The website of Rabbi Moshe Pitchon

The World in Which We Live

by Rabbi Moshe Pitchon

“If I should suddenly find myself alone with myself, I would be existing, but that existing would not be living,” reflected José Ortega y Gasset. The Spanish philosopher stated that human beings have no other way of living than by being in another entity called “the world.”

This world, this environment in which we live, demands responses to the difficulties and facilities it produces. We respond to this confrontation through culture, that is, the series of more or less satisfactory solutions we are forced to invent to handle our problems and the needs of our lives.

Long ago, the Talmud used the cubit- a measuring unit at the time- to name what for centuries was the equivalent of what today we call Jewish culture. The rabbis referred to the culture’s task of framing our lives as “the four cubits of Halakhah.”

For halakhic Jews, today –”the four cubits of Halakhah”-is all about serving God.

Claiming that Judaism’s purpose is not the development of individual potentialities but serving God in a particular way, residents of dozens of enclaves such as Borough Park, Williamsburg, Crown Heights, Bnei Brak, Har Hamor, and so on, not only depreciate humanity’s heroic effort to surmount life’s complexities, they misrepresent the Hebrew Scriptures’ message.

Tellingly, the Torah and prophetic sections designed to be read during the High Holidays are not those that have to do with God’s creation of the universe-the supposed subject of Rosh ha-Shanah. Instead, tradition chose to read biblical passages dealing with the banishment of Hagar and Ishmael not as Jews but as a mother and a son, as well as the emotional and moral conflicts surrounding the near sacrifice of Isaac.

“Such omissions,” noted Rabbi Harold M. Schulweis, “suggest a deliberate decision to deflect attention from the creation event and place emphasis upon human moral struggles.”

On Yom Kippur afternoon, the Torah reading includes Leviticus 19: 17, where the loud message there is “lo tisna” (“You shall not hate.”)

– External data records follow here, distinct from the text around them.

//! Property error types.

use std::path::PathBuf;

use pallas_core::Absence;
use thiserror::Error;

/// Result type alias using [`PropertyError`].
pub type PropertyResult<T> = Result<T, PropertyError>;

/// Errors raised while reading, writing or loading properties.
#[derive(Error, Debug)]
pub enum PropertyError {
    /// The key is not present.
    #[error("property not set: {key}")]
    Missing {
        /// The property name.
        key: String,
    },

    /// The stored string could not be converted to the requested type.
    #[error("cannot parse property {key}={value:?} as {target}: {reason}")]
    Parse {
        /// The property name.
        key: String,
        /// The stored string.
        value: String,
        /// Name of the requested type.
        target: &'static str,
        /// Explanation from the parser.
        reason: String,
    },

    /// Malformed `.properties` text.
    #[error("invalid properties syntax on line {line}: {reason}")]
    Syntax {
        /// One-based line number where the entry starts.
        line: usize,
        /// What is wrong with it.
        reason: String,
    },

    /// Properties file not found.
    #[error("properties file not found: {path}")]
    FileNotFound {
        /// Path to the missing file.
        path: PathBuf,
    },

    /// Failed to read a properties file.
    #[error("failed to read properties file: {path}")]
    Read {
        /// Path to the file.
        path: PathBuf,
        /// Underlying error.
        #[source]
        source: std::io::Error,
    },

    /// TOML parsing error.
    #[error("failed to parse TOML properties: {0}")]
    Toml(#[from] toml::de::Error),

    /// JSON parsing error.
    #[error("failed to parse JSON properties: {0}")]
    Json(#[from] serde_json::Error),

    /// `.env` file error.
    #[error("failed to load .env file: {0}")]
    Dotenv(#[from] dotenvy::Error),

    /// The file extension or format name is not recognised.
    #[error("unsupported properties format: {0}")]
    UnsupportedFormat(String),

    /// Failure from the combinator layer.
    #[error(transparent)]
    Core(#[from] pallas_core::Error),
}

impl PropertyError {
    /// Create a new missing property error.
    pub fn missing(key: impl Into<String>) -> Self {
        Self::Missing { key: key.into() }
    }

    /// Create a new parse error.
    pub fn parse(
        key: impl Into<String>,
        value: impl Into<String>,
        target: &'static str,
        reason: impl Into<String>,
    ) -> Self {
        Self::Parse {
            key: key.into(),
            value: value.into(),
            target,
            reason: reason.into(),
        }
    }

    /// Create a new syntax error.
    pub fn syntax(line: usize, reason: impl Into<String>) -> Self {
        Self::Syntax {
            line,
            reason: reason.into(),
        }
    }

    /// Create a new file not found error.
    pub fn file_not_found(path: impl Into<PathBuf>) -> Self {
        Self::FileNotFound { path: path.into() }
    }

    /// Create a new read error.
    pub fn read_error(path: impl Into<PathBuf>, source: std::io::Error) -> Self {
        Self::Read {
            path: path.into(),
            source,
        }
    }
}

impl Absence for PropertyError {
    fn is_absent(&self) -> bool {
        match self {
            Self::Missing { .. } => true,
            Self::Core(err) => err.is_absent(),
            _ => false,
        }
    }
}
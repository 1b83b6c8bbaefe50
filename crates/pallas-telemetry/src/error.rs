//! Telemetry error types.

use thiserror::Error;

/// Errors that can occur while setting up logging.
#[derive(Debug, Error)]
pub enum TelemetryError {
    /// Failed to initialize logging.
    #[error("Failed to initialize logging: {0}")]
    LoggingInit(String),

    /// The logging configuration could not be read.
    #[error("Invalid configuration: {0}")]
    InvalidConfig(#[from] pallas_props::PropertyError),
}

#[cfg(test)]
mod tests {
    use super::*;

    #[test]
    fn test_error_display() {
        let err = TelemetryError::LoggingInit("failed".to_string());
        assert_eq!(err.to_string(), "Failed to initialize logging: failed");
    }

    #[test]
    fn test_config_error_keeps_key() {
        let err = TelemetryError::from(pallas_props::PropertyError::missing("log.level"));
        assert!(err.to_string().contains("log.level"));
    }
}
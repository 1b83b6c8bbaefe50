//! Core injector trait.
//!
//! The [`Injector`] trait is the write side, the mirror image of
//! [`Extractor`](crate::Extractor). An injector takes a context by value,
//! writes a value into it and hands the context back. Contexts that are
//! updated in place are passed as `&mut` references; persistent contexts
//! can return a new value.

use std::convert::Infallible;
use std::marker::PhantomData;

use crate::adapt::{ErrInto, Fallible, MapErr, Optional, OptionalWith, Premap, TryPremap, Unchecked};

/// A function that writes a typed value into a context.
///
/// # Example
///
/// ```rust
/// use pallas_core::{injector, Injector, InfallibleInjector};
///
/// let push = injector::infallible(|mut log: Vec<String>, value: i32| {
///     log.push(value.to_string());
///     log
/// });
///
/// let log = push.put(Vec::new(), 42);
/// assert_eq!(log, vec!["42".to_string()]);
/// ```
pub trait Injector<C, T> {
    /// The declared failure.
    type Error;

    /// Writes `value` into `ctx` and returns the updated context.
    fn inject(&self, ctx: C, value: T) -> Result<C, Self::Error>;

    /// Builds an injector for `U` by converting each value with `f` first.
    fn premap<F, U>(self, f: F) -> Premap<Self, F, T>
    where
        Self: Sized,
        F: Fn(U) -> T,
    {
        Premap::new(self, f)
    }

    /// Like [`premap`](Self::premap) with a fallible conversion.
    fn try_premap<F, U>(self, f: F) -> TryPremap<Self, F, T>
    where
        Self: Sized,
        F: Fn(U) -> Result<T, Self::Error>,
    {
        TryPremap::new(self, f)
    }

    /// Accepts `Option<T>`, skipping the write entirely for `None`.
    fn optional(self) -> Optional<Self>
    where
        Self: Sized,
    {
        Optional::new(self)
    }

    /// Accepts `Option<T>`, delegating `None` to `absent`.
    ///
    /// Use this when the backend needs an explicit null-equivalent write,
    /// for example to keep positional columns aligned.
    fn optional_with<N>(self, absent: N) -> OptionalWith<Self, N>
    where
        Self: Sized,
        N: Injector<C, (), Error = Self::Error>,
    {
        OptionalWith::new(self, absent)
    }

    /// Transforms the declared error.
    fn map_err<F, E>(self, f: F) -> MapErr<Self, F>
    where
        Self: Sized,
        F: Fn(Self::Error) -> E,
    {
        MapErr::new(self, f)
    }

    /// Converts the declared error with [`Into`].
    fn err_into<E>(self) -> ErrInto<Self, E>
    where
        Self: Sized,
        Self::Error: Into<E>,
    {
        ErrInto::new(self)
    }

    /// Widens an infallible injector to any declared error type.
    fn fallible<E>(self) -> Fallible<Self, E>
    where
        Self: Sized + Injector<C, T, Error = Infallible>,
    {
        Fallible::new(self)
    }

    /// Erases the declared error. See [`Extractor::unchecked`](crate::Extractor::unchecked).
    fn unchecked(self) -> Unchecked<Self>
    where
        Self: Sized,
        Self::Error: std::error::Error + Send + Sync + 'static,
    {
        Unchecked::new(self)
    }

    /// Borrows this injector, so it can be combined without being consumed.
    fn by_ref(&self) -> &Self
    where
        Self: Sized,
    {
        self
    }

    /// Boxes this injector behind a trait object.
    fn boxed<'a>(self) -> BoxInjector<'a, C, T, Self::Error>
    where
        Self: Sized + 'a,
    {
        Box::new(self)
    }
}

/// A type-erased injector.
pub type BoxInjector<'a, C, T, E> = Box<dyn Injector<C, T, Error = E> + 'a>;

impl<C, T, I: Injector<C, T> + ?Sized> Injector<C, T> for &I {
    type Error = I::Error;

    fn inject(&self, ctx: C, value: T) -> Result<C, Self::Error> {
        (**self).inject(ctx, value)
    }
}

impl<C, T, I: Injector<C, T> + ?Sized> Injector<C, T> for Box<I> {
    type Error = I::Error;

    fn inject(&self, ctx: C, value: T) -> Result<C, Self::Error> {
        (**self).inject(ctx, value)
    }
}

/// Shorthand for injectors that cannot fail.
pub trait InfallibleInjector<C, T>: Injector<C, T, Error = Infallible> {
    /// Writes `value` into `ctx` and returns the updated context.
    fn put(&self, ctx: C, value: T) -> C {
        match self.inject(ctx, value) {
            Ok(ctx) => ctx,
            Err(never) => match never {},
        }
    }
}

impl<C, T, I: Injector<C, T, Error = Infallible> + ?Sized> InfallibleInjector<C, T> for I {}

/// Injector built from a fallible closure. See [`from_fn`].
pub struct FromFn<F, E> {
    f: F,
    _marker: PhantomData<fn() -> E>,
}

impl<F: Clone, E> Clone for FromFn<F, E> {
    fn clone(&self) -> Self {
        Self {
            f: self.f.clone(),
            _marker: PhantomData,
        }
    }
}

impl<C, T, E, F> Injector<C, T> for FromFn<F, E>
where
    F: Fn(C, T) -> Result<C, E>,
{
    type Error = E;

    fn inject(&self, ctx: C, value: T) -> Result<C, E> {
        (self.f)(ctx, value)
    }
}

/// Creates a checked injector from a closure.
pub fn from_fn<C, T, E, F>(f: F) -> FromFn<F, E>
where
    F: Fn(C, T) -> Result<C, E>,
{
    FromFn {
        f,
        _marker: PhantomData,
    }
}

/// Injector built from a total closure. See [`infallible`].
#[derive(Clone, Copy)]
pub struct InfallibleFn<F> {
    f: F,
}

impl<C, T, F> Injector<C, T> for InfallibleFn<F>
where
    F: Fn(C, T) -> C,
{
    type Error = Infallible;

    fn inject(&self, ctx: C, value: T) -> Result<C, Infallible> {
        Ok((self.f)(ctx, value))
    }
}

/// Creates an injector that cannot fail.
pub fn infallible<C, T, F>(f: F) -> InfallibleFn<F>
where
    F: Fn(C, T) -> C,
{
    InfallibleFn { f }
}

/// Injector that discards the value and returns the context untouched.
#[derive(Debug, Clone, Copy, Default, PartialEq, Eq)]
pub struct Noop;

impl<C, T> Injector<C, T> for Noop {
    type Error = Infallible;

    fn inject(&self, ctx: C, _value: T) -> Result<C, Infallible> {
        Ok(ctx)
    }
}

/// Creates an injector that writes nothing.
pub fn noop() -> Noop {
    Noop
}
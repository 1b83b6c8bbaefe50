//! Mapping between Rust values and Arrow arrays.

use arrow_array::builder::{
    ArrayBuilder, BooleanBuilder, Date32Builder, Float32Builder, Float64Builder, Int16Builder,
    Int32Builder, Int64Builder, Int8Builder, StringBuilder, Time64MicrosecondBuilder,
    TimestampMicrosecondBuilder, UInt16Builder, UInt32Builder, UInt64Builder, UInt8Builder,
};
use arrow_array::{
    Array, BooleanArray, Date32Array, Float32Array, Float64Array, Int16Array, Int32Array,
    Int64Array, Int8Array, StringArray, Time64MicrosecondArray, TimestampMicrosecondArray,
    UInt16Array, UInt32Array, UInt64Array, UInt8Array,
};
use arrow_schema::{DataType, TimeUnit};
use chrono::{DateTime, Datelike, NaiveDate, NaiveDateTime, NaiveTime, Timelike};

/// Days from 0001-01-01 to 1970-01-01.
const UNIX_EPOCH_DAYS_FROM_CE: i32 = 719_163;

const MICROS_PER_SECOND: i64 = 1_000_000;

/// Why a value could not be moved into or out of an array.
#[derive(Debug, Clone, PartialEq, Eq)]
pub enum ValueError {
    /// The array or builder is not of the expected concrete type.
    WrongType,
    /// The stored value has no Rust equivalent.
    Invalid(String),
}

/// A Rust type stored in one Arrow column.
///
/// | Rust | Arrow |
/// |---|---|
/// | `bool` | `Boolean` |
/// | `i8` .. `i64` | `Int8` .. `Int64` |
/// | `u8` .. `u64` | `UInt8` .. `UInt64` |
/// | `f32`, `f64` | `Float32`, `Float64` |
/// | `char` | `UInt32` (code point) |
/// | `String` | `Utf8` |
/// | `NaiveDate` | `Date32` |
/// | `NaiveDateTime` | `Timestamp(Microsecond, None)` |
/// | `NaiveTime` | `Time64(Microsecond)` |
///
/// Temporal values are stored with microsecond precision.
pub trait ArrowValue: Sized {
    /// The Arrow type of the column.
    fn data_type() -> DataType;

    /// Reads the non-null value at `row`.
    fn read(array: &dyn Array, row: usize) -> Result<Self, ValueError>;

    /// Appends `value` to a builder created for [`data_type`](Self::data_type).
    fn append(builder: &mut dyn ArrayBuilder, value: Self) -> Result<(), ValueError>;
}

fn downcast_array<A: Array + 'static>(array: &dyn Array) -> Result<&A, ValueError> {
    array
        .as_any()
        .downcast_ref::<A>()
        .ok_or(ValueError::WrongType)
}

fn downcast_builder<B: ArrayBuilder>(builder: &mut dyn ArrayBuilder) -> Result<&mut B, ValueError> {
    builder
        .as_any_mut()
        .downcast_mut::<B>()
        .ok_or(ValueError::WrongType)
}

macro_rules! impl_arrow_value {
    ($($ty:ty => $data_type:expr, $array:ty, $builder:ty;)+) => {
        $(
            impl ArrowValue for $ty {
                fn data_type() -> DataType {
                    $data_type
                }

                fn read(array: &dyn Array, row: usize) -> Result<Self, ValueError> {
                    Ok(downcast_array::<$array>(array)?.value(row))
                }

                fn append(builder: &mut dyn ArrayBuilder, value: Self) -> Result<(), ValueError> {
                    downcast_builder::<$builder>(builder)?.append_value(value);
                    Ok(())
                }
            }
        )+
    };
}

impl_arrow_value! {
    bool => DataType::Boolean, BooleanArray, BooleanBuilder;
    i8 => DataType::Int8, Int8Array, Int8Builder;
    i16 => DataType::Int16, Int16Array, Int16Builder;
    i32 => DataType::Int32, Int32Array, Int32Builder;
    i64 => DataType::Int64, Int64Array, Int64Builder;
    u8 => DataType::UInt8, UInt8Array, UInt8Builder;
    u16 => DataType::UInt16, UInt16Array, UInt16Builder;
    u32 => DataType::UInt32, UInt32Array, UInt32Builder;
    u64 => DataType::UInt64, UInt64Array, UInt64Builder;
    f32 => DataType::Float32, Float32Array, Float32Builder;
    f64 => DataType::Float64, Float64Array, Float64Builder;
}

impl ArrowValue for char {
    fn data_type() -> DataType {
        DataType::UInt32
    }

    fn read(array: &dyn Array, row: usize) -> Result<Self, ValueError> {
        let code = downcast_array::<UInt32Array>(array)?.value(row);
        char::from_u32(code)
            .ok_or_else(|| ValueError::Invalid(format!("{code:#x} is not a char")))
    }

    fn append(builder: &mut dyn ArrayBuilder, value: Self) -> Result<(), ValueError> {
        downcast_builder::<UInt32Builder>(builder)?.append_value(u32::from(value));
        Ok(())
    }
}

impl ArrowValue for String {
    fn data_type() -> DataType {
        DataType::Utf8
    }

    fn read(array: &dyn Array, row: usize) -> Result<Self, ValueError> {
        Ok(downcast_array::<StringArray>(array)?.value(row).to_string())
    }

    fn append(builder: &mut dyn ArrayBuilder, value: Self) -> Result<(), ValueError> {
        downcast_builder::<StringBuilder>(builder)?.append_value(value);
        Ok(())
    }
}

impl ArrowValue for NaiveDate {
    fn data_type() -> DataType {
        DataType::Date32
    }

    fn read(array: &dyn Array, row: usize) -> Result<Self, ValueError> {
        let days = downcast_array::<Date32Array>(array)?.value(row);
        days.checked_add(UNIX_EPOCH_DAYS_FROM_CE)
            .and_then(NaiveDate::from_num_days_from_ce_opt)
            .ok_or_else(|| ValueError::Invalid(format!("date {days} days from epoch out of range")))
    }

    fn append(builder: &mut dyn ArrayBuilder, value: Self) -> Result<(), ValueError> {
        let days = value.num_days_from_ce() - UNIX_EPOCH_DAYS_FROM_CE;
        downcast_builder::<Date32Builder>(builder)?.append_value(days);
        Ok(())
    }
}

impl ArrowValue for NaiveDateTime {
    fn data_type() -> DataType {
        DataType::Timestamp(TimeUnit::Microsecond, None)
    }

    fn read(array: &dyn Array, row: usize) -> Result<Self, ValueError> {
        let micros = downcast_array::<TimestampMicrosecondArray>(array)?.value(row);
        DateTime::from_timestamp_micros(micros)
            .map(|dt| dt.naive_utc())
            .ok_or_else(|| ValueError::Invalid(format!("timestamp {micros}us out of range")))
    }

    fn append(builder: &mut dyn ArrayBuilder, value: Self) -> Result<(), ValueError> {
        let builder = downcast_builder::<TimestampMicrosecondBuilder>(builder)?;
        check_micros(value.nanosecond(), &value)?;
        builder.append_value(value.and_utc().timestamp_micros());
        Ok(())
    }
}

impl ArrowValue for NaiveTime {
    fn data_type() -> DataType {
        DataType::Time64(TimeUnit::Microsecond)
    }

    fn read(array: &dyn Array, row: usize) -> Result<Self, ValueError> {
        let micros = downcast_array::<Time64MicrosecondArray>(array)?.value(row);
        let secs = u32::try_from(micros / MICROS_PER_SECOND).ok();
        let nanos = u32::try_from(micros % MICROS_PER_SECOND * 1_000).ok();
        secs.zip(nanos)
            .and_then(|(secs, nanos)| NaiveTime::from_num_seconds_from_midnight_opt(secs, nanos))
            .ok_or_else(|| ValueError::Invalid(format!("time {micros}us out of range")))
    }

    fn append(builder: &mut dyn ArrayBuilder, value: Self) -> Result<(), ValueError> {
        let builder = downcast_builder::<Time64MicrosecondBuilder>(builder)?;
        check_micros(value.nanosecond(), &value)?;
        let micros = i64::from(value.num_seconds_from_midnight()) * MICROS_PER_SECOND
            + i64::from(value.nanosecond() / 1_000);
        builder.append_value(micros);
        Ok(())
    }
}

/// Rejects sub-microsecond precision and leap seconds, which a microsecond
/// column cannot hold.
fn check_micros(nanos: u32, value: &dyn std::fmt::Display) -> Result<(), ValueError> {
    if nanos >= 1_000_000_000 {
        return Err(ValueError::Invalid(format!("leap second {value} is not representable")));
    }
    if nanos % 1_000 != 0 {
        return Err(ValueError::Invalid(format!("{value} has sub-microsecond precision")));
    }
    Ok(())
}

/// Appends a null to any builder the writer can create.
pub(crate) fn append_null(builder: &mut dyn ArrayBuilder) -> Result<(), ValueError> {
    macro_rules! try_append_null {
        ($($builder:ty),+) => {
            $(
                if let Some(b) = builder.as_any_mut().downcast_mut::<$builder>() {
                    b.append_null();
                    return Ok(());
                }
            )+
        };
    }

    try_append_null!(
        BooleanBuilder,
        Int8Builder,
        Int16Builder,
        Int32Builder,
        Int64Builder,
        UInt8Builder,
        UInt16Builder,
        UInt32Builder,
        UInt64Builder,
        Float32Builder,
        Float64Builder,
        StringBuilder,
        Date32Builder,
        TimestampMicrosecondBuilder,
        Time64MicrosecondBuilder
    );
    Err(ValueError::WrongType)
}

/// Returns `true` if the writer can build a column of this type.
pub(crate) fn is_supported(data_type: &DataType) -> bool {
    matches!(
        data_type,
        DataType::Boolean
            | DataType::Int8
            | DataType::Int16
            | DataType::Int32
            | DataType::Int64
            | DataType::UInt8
            | DataType::UInt16
            | DataType::UInt32
            | DataType::UInt64
            | DataType::Float32
            | DataType::Float64
            | DataType::Utf8
            | DataType::Date32
            | DataType::Timestamp(TimeUnit::Microsecond, None)
            | DataType::Time64(TimeUnit::Microsecond)
    )
}
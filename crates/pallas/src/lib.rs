//! # Pallas
//!
//! Composable extractors and injectors: small typed functions that read a
//! value out of a context (a result row, a record batch, a property map) or
//! write one into it (a prepared statement, a batch writer, a property
//! map), combined with one algebra.
//!
//! ## Quick Start
//!
//! ```rust
//! use pallas::prelude::*;
//! use pallas::props::{get, property, Properties};
//!
//! let settings = combine(
//!     (property::<String>("env"), get::<i32>().optional().bind("numThreads")),
//!     |(env, threads): (String, Option<i32>)| (env, threads.unwrap_or(1)),
//! );
//!
//! let props = Properties::parse("env=DEV\n").unwrap();
//! assert_eq!(settings.extract(&props).unwrap(), ("DEV".to_string(), 1));
//! ```
//!
//! ## Crates
//!
//! | Module | Crate | Context |
//! |---|---|---|
//! | [`core`] | `pallas-core` | the algebra, any context |
//! | `props` | `pallas-props` | `Properties` |
//! | `sql` | `pallas-sql` | `rusqlite::Row`, `&mut rusqlite::Statement` |
//! | `arrow` | `pallas-arrow` | `BatchRow`, `&mut BatchWriter` |
//! | `telemetry` | `pallas-telemetry` | logging setup |
//!
//! Each backend sits behind a cargo feature of the same name, all enabled by
//! default.

#![doc(html_root_url = "https://docs.rs/pallas/0.1.0")]
#![warn(missing_docs)]
#![forbid(unsafe_code)]

// Re-export the combinator algebra
pub use pallas_core as core;
pub use pallas_core::{
    catch_unchecked, combine, combine_into, Absence, Error, Extractor, Injector, KeyedExtractor,
    KeyedInjector, UncheckedError,
};

// Re-export backends
#[cfg(feature = "props")]
pub use pallas_props as props;

#[cfg(feature = "sql")]
pub use pallas_sql as sql;

#[cfg(feature = "arrow")]
pub use pallas_arrow as arrow;

#[cfg(feature = "telemetry")]
pub use pallas_telemetry as telemetry;

/// Prelude module for convenient imports.
///
/// Brings the traits and free combinators into scope:
///
/// ```rust
/// use pallas::prelude::*;
/// ```
pub mod prelude {
    pub use pallas_core::{
        catch_unchecked, combine, combine_into, Absence, Extractor, InfallibleExtractor,
        InfallibleInjector, Injector, KeyedExtractor, KeyedInjector,
    };
}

Lo tisna means that we should understand that the hate pervading our world is unacceptable if we want to believe that there is an entity called “humanity.” Lo tisna implies that we shouldn’t justify any lies and violence that chip away the concept of human commonality.

Closing the Torah reading on Yom Kippur, we open the book of Jonah to remind us that even a Jewish prophet is chastised for refusing to call out the evil generated by a powerful nation

So, for those not living in the medieval “four cubits of Halakhah” but in a Jewish culture that follows the model of the patriarch Abraham’s tent- a structure framed by four open sides- the High Holidays offer much food for thought regarding living as Jews in the world today.

Among those “tidbits,” Psalm 69 verse 14, a standard in Jewish liturgy, tells us what prayer is

The Psalm exclaims: “Va’ani t’filati l’cha, Adonai et ratzon.” Generally, this is translated as: “As for me, may my prayer come to You, O Lord, at a favorable moment.

 Yet, the literal meaning of the verse is: “I am your prayer.” 

The High Holidays are a reminder that when humans actively work to stop divisiveness based on lies and hate; when humans are sensitive to the needs of all the other beings that inhabit the same world; when they are not afraid to call out evil by its name, then they become the actual prayer then eternity hears.

Judaism is not solely a religion; it is a culture where religion is a significant part.

  • Only sects- the caricature of religion- build walls dividing those living within the four cubits and those living in Abraham’s tent.
  • Only cliques distinguish between Jews and Zionists.
  • And only those with an excess of chutzpa differentiate between Jews and Israelis.

Putting it in another way, fostering Jewish culture instead of ritual and nostalgia, pathetic lifestyles, and flimsy ideological flavors of the day could be the apt response to a world that seems to be worryingly closing on our descendants and us.

Perhaps an apt way of celebrating Rosh Ha-Shanah and Yom Kippur for those not living in sectarian enclaves but in the whole wide world should be to sit around a table with family and friends and talk about these things.